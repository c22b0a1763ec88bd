//! SSH connection configuration.

use std::path::PathBuf;
use std::str::FromStr;
use std::time::Duration;

use secrecy::SecretString;

/// Host key verification mode, analogous to OpenSSH's `StrictHostKeyChecking`.
#[derive(Debug, Clone, Copy, Default, PartialEq, Eq)]
pub enum HostKeyVerification {
    /// Reject unknown and changed keys.
    Strict,

    /// Accept and learn unknown keys, reject changed keys.
    AcceptNew,

    /// Accept all keys without checking.
    ///
    /// Default for backup runs: switches and firewalls regenerate keys on
    /// reset and are rarely present in known_hosts.
    #[default]
    Disabled,
}

impl FromStr for HostKeyVerification {
    type Err = String;

    fn from_str(s: &str) -> Result<Self, Self::Err> {
        match s.to_ascii_lowercase().as_str() {
            "strict" | "yes" => Ok(Self::Strict),
            "accept-new" | "accept_new" => Ok(Self::AcceptNew),
            "disabled" | "no" | "off" => Ok(Self::Disabled),
            other => Err(format!("unknown host key checking mode '{other}'")),
        }
    }
}

/// SSH connection configuration.
#[derive(Debug, Clone)]
pub struct SshConfig {
    /// Target host (hostname or IP address).
    pub host: String,

    /// SSH port (default: 22).
    pub port: u16,

    /// Username for authentication.
    pub username: String,

    /// Authentication method.
    pub auth: AuthMethod,

    /// Connect and per-read timeout.
    pub timeout: Duration,

    /// Terminal width for PTY.
    pub terminal_width: u32,

    /// Terminal height for PTY.
    pub terminal_height: u32,

    /// Host key verification mode.
    pub host_key_verification: HostKeyVerification,

    /// Path to known_hosts file, `None` for the user default.
    pub known_hosts_path: Option<PathBuf>,
}

impl SshConfig {
    /// Create a config for `host` with defaults for everything but credentials.
    pub fn new(host: impl Into<String>, username: impl Into<String>, auth: AuthMethod) -> Self {
        Self {
            host: host.into(),
            port: 22,
            username: username.into(),
            auth,
            timeout: Duration::from_secs(30),
            terminal_width: 511,
            terminal_height: 24,
            host_key_verification: HostKeyVerification::default(),
            known_hosts_path: None,
        }
    }

    /// Get the socket address for connection.
    pub fn socket_addr(&self) -> String {
        format!("{}:{}", self.host, self.port)
    }
}

/// Authentication method for SSH connections.
#[derive(Debug, Clone)]
pub enum AuthMethod {
    /// Password authentication.
    Password(SecretString),

    /// Private key authentication.
    PrivateKey {
        /// Path to the private key file.
        path: PathBuf,
        /// Optional passphrase for encrypted keys.
        passphrase: Option<SecretString>,
    },
}

#[cfg(test)]
mod tests {
    use super::*;

    #[test]
    fn test_host_key_verification_from_str() {
        assert_eq!(
            "strict".parse::<HostKeyVerification>().unwrap(),
            HostKeyVerification::Strict
        );
        assert_eq!(
            "accept-new".parse::<HostKeyVerification>().unwrap(),
            HostKeyVerification::AcceptNew
        );
        assert_eq!(
            "no".parse::<HostKeyVerification>().unwrap(),
            HostKeyVerification::Disabled
        );
        assert!("sometimes".parse::<HostKeyVerification>().is_err());
    }

    #[test]
    fn test_socket_addr() {
        let config = SshConfig::new(
            "10.0.0.1",
            "admin",
            AuthMethod::Password(SecretString::from("pw".to_string())),
        );
        assert_eq!(config.socket_addr(), "10.0.0.1:22");
        assert_eq!(config.host_key_verification, HostKeyVerification::Disabled);
    }
}
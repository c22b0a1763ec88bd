//! SSH transport implementation using russh.

use std::path::PathBuf;
use std::sync::{Arc, Mutex};

use log::{debug, warn};
use russh::Channel;
use russh::client::{self, Handle, KeyboardInteractiveAuthResponse, Msg};
use russh::keys::{PrivateKeyWithHashAlg, PublicKey, load_secret_key};
use secrecy::ExposeSecret;

use super::config::{AuthMethod, HostKeyVerification, SshConfig};
use crate::error::{Result, TransportError};

/// SSH transport wrapping a russh client session.
pub struct SshTransport {
    session: Handle<SshHandler>,
    config: SshConfig,
}

impl SshTransport {
    /// Connect to the SSH server and authenticate.
    pub async fn connect(config: SshConfig) -> Result<Self> {
        let ssh_config = Arc::new(client::Config {
            inactivity_timeout: Some(config.timeout),
            ..Default::default()
        });

        let host_key_error: Arc<Mutex<Option<TransportError>>> = Arc::new(Mutex::new(None));

        let handler = SshHandler {
            host: config.host.clone(),
            port: config.port,
            host_key_verification: config.host_key_verification,
            known_hosts_path: config.known_hosts_path.clone(),
            host_key_error: host_key_error.clone(),
        };

        debug!("connecting to {}", config.socket_addr());
        let mut session = tokio::time::timeout(
            config.timeout,
            client::connect(ssh_config, (config.host.as_str(), config.port), handler),
        )
        .await
        .map_err(|_| TransportError::Timeout(config.timeout))?
        .map_err(|e| {
            // Prefer the detailed host key error over russh's generic UnknownKey
            match host_key_error.lock().ok().and_then(|mut slot| slot.take()) {
                Some(hk_err) => hk_err,
                None => TransportError::Ssh(e),
            }
        })?;

        Self::authenticate(&mut session, &config).await?;
        debug!("authenticated to {} as '{}'", config.host, config.username);

        Ok(Self { session, config })
    }

    /// Open a new PTY + shell channel on this connection.
    pub async fn open_channel(&self) -> Result<Channel<Msg>> {
        let channel = self
            .session
            .channel_open_session()
            .await
            .map_err(TransportError::Ssh)?;

        channel
            .request_pty(
                true,
                "xterm",
                self.config.terminal_width,
                self.config.terminal_height,
                0,
                0,
                &[],
            )
            .await
            .map_err(TransportError::Ssh)?;

        channel
            .request_shell(true)
            .await
            .map_err(TransportError::Ssh)?;

        Ok(channel)
    }

    async fn authenticate(session: &mut Handle<SshHandler>, config: &SshConfig) -> Result<()> {
        let success = match &config.auth {
            AuthMethod::Password(password) => {
                let accepted = session
                    .authenticate_password(&config.username, password.expose_secret())
                    .await
                    .map_err(TransportError::Ssh)?
                    .success();

                // Several switch firmwares only offer keyboard-interactive
                if accepted {
                    true
                } else {
                    Self::keyboard_interactive(session, &config.username, password.expose_secret())
                        .await?
                }
            }
            AuthMethod::PrivateKey { path, passphrase } => {
                let key = load_secret_key(path, passphrase.as_ref().map(|p| p.expose_secret()))
                    .map_err(|e| TransportError::Key(e.to_string()))?;

                let hash_alg = session
                    .best_supported_rsa_hash()
                    .await
                    .map_err(TransportError::Ssh)?
                    .flatten();

                session
                    .authenticate_publickey(
                        &config.username,
                        PrivateKeyWithHashAlg::new(Arc::new(key), hash_alg),
                    )
                    .await
                    .map_err(TransportError::Ssh)?
                    .success()
            }
        };

        if !success {
            return Err(TransportError::AuthenticationFailed {
                user: config.username.clone(),
            }
            .into());
        }

        Ok(())
    }

    /// Answer every keyboard-interactive prompt with the password.
    async fn keyboard_interactive(
        session: &mut Handle<SshHandler>,
        username: &str,
        password: &str,
    ) -> Result<bool> {
        let mut response = session
            .authenticate_keyboard_interactive_start(username, None::<String>)
            .await
            .map_err(TransportError::Ssh)?;

        // Bounded: a server that keeps asking is treated as a rejection
        for _ in 0..3 {
            let answers: Vec<String> = match &response {
                KeyboardInteractiveAuthResponse::Success => return Ok(true),
                KeyboardInteractiveAuthResponse::Failure { .. } => return Ok(false),
                KeyboardInteractiveAuthResponse::InfoRequest { prompts, .. } => {
                    prompts.iter().map(|_| password.to_string()).collect()
                }
            };
            response = session
                .authenticate_keyboard_interactive_respond(answers)
                .await
                .map_err(TransportError::Ssh)?;
        }

        Ok(matches!(response, KeyboardInteractiveAuthResponse::Success))
    }

    /// Close the connection.
    pub async fn close(self) -> Result<()> {
        self.session
            .disconnect(russh::Disconnect::ByApplication, "", "en")
            .await
            .map_err(TransportError::Ssh)?;
        Ok(())
    }

    /// Whether the session's background task is still running.
    pub fn is_alive(&self) -> bool {
        !self.session.is_closed()
    }
}

/// SSH client handler for russh.
struct SshHandler {
    host: String,
    port: u16,
    host_key_verification: HostKeyVerification,
    known_hosts_path: Option<PathBuf>,
    /// Detailed host-key error surfaced by `connect()`.
    host_key_error: Arc<Mutex<Option<TransportError>>>,
}

impl SshHandler {
    /// `Ok(true)` if matched, `Ok(false)` if the host is not known.
    fn check_known_hosts(&self, pubkey: &PublicKey) -> std::result::Result<bool, TransportError> {
        let result = match self.known_hosts_path {
            Some(ref path) => {
                russh::keys::check_known_hosts_path(&self.host, self.port, pubkey, path)
            }
            None => russh::keys::check_known_hosts(&self.host, self.port, pubkey),
        };

        match result {
            Ok(matched) => Ok(matched),
            Err(russh::keys::Error::KeyChanged { line }) => Err(TransportError::HostKeyChanged {
                host: self.host.clone(),
                port: self.port,
                line,
            }),
            Err(e) => Err(TransportError::KnownHosts(e.to_string())),
        }
    }

    fn learn_host_key(&self, pubkey: &PublicKey) -> std::result::Result<(), TransportError> {
        let result = match self.known_hosts_path {
            Some(ref path) => {
                russh::keys::known_hosts::learn_known_hosts_path(&self.host, self.port, pubkey, path)
            }
            None => russh::keys::known_hosts::learn_known_hosts(&self.host, self.port, pubkey),
        };

        result.map_err(|e| TransportError::KnownHosts(e.to_string()))
    }

    fn reject(&self, err: TransportError) -> bool {
        if let Ok(mut slot) = self.host_key_error.lock() {
            *slot = Some(err);
        }
        false
    }
}

impl client::Handler for SshHandler {
    type Error = russh::Error;

    async fn check_server_key(
        &mut self,
        server_public_key: &PublicKey,
    ) -> std::result::Result<bool, Self::Error> {
        match self.host_key_verification {
            HostKeyVerification::Disabled => Ok(true),

            HostKeyVerification::AcceptNew => match self.check_known_hosts(server_public_key) {
                Ok(true) => Ok(true),
                Ok(false) => {
                    if let Err(e) = self.learn_host_key(server_public_key) {
                        warn!("Failed to save host key for {}: {}", self.host, e);
                    }
                    Ok(true)
                }
                Err(e) => Ok(self.reject(e)),
            },

            HostKeyVerification::Strict => match self.check_known_hosts(server_public_key) {
                Ok(true) => Ok(true),
                Ok(false) => Ok(self.reject(TransportError::HostKeyUnknown {
                    host: self.host.clone(),
                    port: self.port,
                })),
                Err(e) => Ok(self.reject(e)),
            },
        }
    }
}
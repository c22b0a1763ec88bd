//! Record validation and classification.

use std::collections::HashSet;
use std::sync::Arc;

use log::{error, warn};

use super::catalog::{ChannelGroup, DeviceCatalog, DeviceKind};
use crate::error::ValidationError;

/// One inventory row.
#[derive(Debug, Clone, PartialEq, Eq)]
pub struct DeviceRecord {
    /// Unique within a run; used as the backup file stem.
    pub name: String,
    pub host: String,
    pub device_kind: String,
    pub credential_ref: String,
}

impl DeviceRecord {
    pub fn new(
        name: impl Into<String>,
        host: impl Into<String>,
        device_kind: impl Into<String>,
        credential_ref: impl Into<String>,
    ) -> Self {
        Self {
            name: name.into(),
            host: host.into(),
            device_kind: device_kind.into(),
            credential_ref: credential_ref.into(),
        }
    }
}

/// A record that passed validation, with its catalog recipe attached.
#[derive(Debug, Clone)]
pub struct ClassifiedDevice {
    /// Position in the input, used to restore input order.
    pub index: usize,
    pub record: DeviceRecord,
    pub kind: DeviceKind,
}

impl ClassifiedDevice {
    pub fn name(&self) -> &str {
        &self.record.name
    }

    pub fn group(&self) -> ChannelGroup {
        self.kind.group()
    }
}

/// What to do with a record that fails validation.
#[derive(Debug, Clone, Copy, Default, PartialEq, Eq)]
pub enum ValidationPolicy {
    /// Stop at the first invalid record.
    #[default]
    FailFast,
    /// Log it, list it in the report, carry on.
    SkipInvalid,
}

/// Result of classifying a whole batch.
#[derive(Debug, Default)]
pub struct Classification {
    /// Valid records, in input order, up to the first invalid one under
    /// fail-fast.
    pub devices: Vec<ClassifiedDevice>,
    /// Records skipped under [`ValidationPolicy::SkipInvalid`].
    pub skipped: Vec<ValidationError>,
    /// The record that stopped the batch under [`ValidationPolicy::FailFast`].
    pub aborted: Option<ValidationError>,
}

/// Validates records against the catalog and tracks names already used.
pub struct DeviceRegistry {
    catalog: Arc<DeviceCatalog>,
    seen: HashSet<String>,
    next_index: usize,
}

impl DeviceRegistry {
    pub fn new(catalog: Arc<DeviceCatalog>) -> Self {
        Self {
            catalog,
            seen: HashSet::new(),
            next_index: 0,
        }
    }

    /// Validate one record and attach its recipe.
    ///
    /// Every call consumes an input position, valid or not.
    pub fn classify(&mut self, record: DeviceRecord) -> Result<ClassifiedDevice, ValidationError> {
        let index = self.next_index;
        self.next_index += 1;

        if !is_valid_name(&record.name) {
            return Err(ValidationError::InvalidName {
                device: record.name,
            });
        }

        let kind = self.catalog.lookup(&record.device_kind).ok_or_else(|| {
            ValidationError::UnknownKind {
                device: record.name.clone(),
                kind: record.device_kind.clone(),
            }
        })?;

        if record.host.trim().is_empty() {
            return Err(ValidationError::MissingHost {
                device: record.name,
            });
        }

        if !self.seen.insert(record.name.clone()) {
            return Err(ValidationError::DuplicateName {
                device: record.name,
            });
        }

        Ok(ClassifiedDevice {
            index,
            record,
            kind,
        })
    }

    /// Classify records in order under `policy`.
    pub fn classify_all(
        &mut self,
        records: impl IntoIterator<Item = DeviceRecord>,
        policy: ValidationPolicy,
    ) -> Classification {
        let mut classification = Classification::default();

        for record in records {
            match self.classify(record) {
                Ok(device) => classification.devices.push(device),
                Err(e) => match policy {
                    ValidationPolicy::FailFast => {
                        error!("{e}; stopping at this record");
                        classification.aborted = Some(e);
                        break;
                    }
                    ValidationPolicy::SkipInvalid => {
                        warn!("{e}; skipping");
                        classification.skipped.push(e);
                    }
                },
            }
        }

        classification
    }
}

/// A name must be usable as a file stem inside the backup directory.
fn is_valid_name(name: &str) -> bool {
    !name.trim().is_empty()
        && name != "."
        && name != ".."
        && !name.contains(['/', '\\', '\0'])
}
//! Device backup orchestration.
//!
//! Records are classified against the [`DeviceCatalog`], credentials are
//! resolved from the [`SecretStore`](crate::secrets::SecretStore), and each
//! device is handed to the shell or HTTP [`ChannelAdapter`]. The
//! [`Orchestrator`] persists what comes back and builds a [`RunReport`].

pub mod adapter;
pub mod catalog;
pub mod credentials;
pub mod orchestrator;
pub mod registry;
pub mod report;

pub use adapter::{
    ChannelAdapter, Fetched, HttpAdapter, HttpGetter, HttpResponse, HttpSettings, ReqwestGetter,
    ShellAdapter, ShellExecutor, ShellRequest, ShellSettings, SshExecutor,
};
pub use catalog::{ChannelGroup, DeviceCatalog, DeviceKind, HttpKind, ShellKind};
pub use credentials::{Credential, CredentialResolver};
pub use orchestrator::{Orchestrator, RunSettings};
pub use registry::{
    Classification, ClassifiedDevice, DeviceRecord, DeviceRegistry, ValidationPolicy,
};
pub use report::{BackupOutcome, DeviceStatus, RunReport};
//! Cisco Small Business (SG300 family) platform definition.
//!
//! Logins usually land directly in privileged exec. Paging is turned off
//! with `terminal datadump`, not `terminal length 0`.

use crate::platform::{PlatformDefinition, PrivilegeLevel};

pub const NAME: &str = "cisco_s300";

/// Create the Cisco SG300 platform definition.
pub fn platform() -> PlatformDefinition {
    let exec = PrivilegeLevel::new("exec", r"(?:^|\n)[\w.\-@/:]{1,63}>[ \t]*$").unwrap();

    let privilege_exec = PrivilegeLevel::new("privilege_exec", r"(?:^|\n)[\w.\-@/:]{1,63}#[ \t]*$")
        .unwrap()
        .with_parent("exec")
        .with_escalate("enable")
        .with_deescalate("disable")
        .with_auth(r"[Pp]assword:[ \t]*$")
        .unwrap()
        .with_not_contains("(config");

    let configuration = PrivilegeLevel::new(
        "configuration",
        r"(?:^|\n)[\w.\-@/:]{1,63}\(config[\w.\-@/:+]{0,32}\)#[ \t]*$",
    )
    .unwrap()
    .with_parent("privilege_exec")
    .with_escalate("configure terminal")
    .with_deescalate("end");

    PlatformDefinition::new(NAME)
        .with_privilege(exec)
        .with_privilege(privilege_exec)
        .with_privilege(configuration)
        .with_default_privilege("privilege_exec")
        .with_failure_pattern("% Unrecognized command")
        .with_failure_pattern("% Invalid input")
        .with_failure_pattern("% Incomplete command")
        .with_failure_pattern("% Ambiguous command")
        .with_on_open_command("terminal datadump")
        .with_on_open_command("terminal width 0")
}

────────────────

Return each line of the material in which the string "timeout" can be found.

    /// Connect and per-read timeout.
    pub timeout: Duration,
            timeout: Duration::from_secs(30),
            inactivity_timeout: Some(config.timeout),
        let mut session = tokio::time::timeout(
            config.timeout,
        .map_err(|_| TransportError::Timeout(config.timeout))?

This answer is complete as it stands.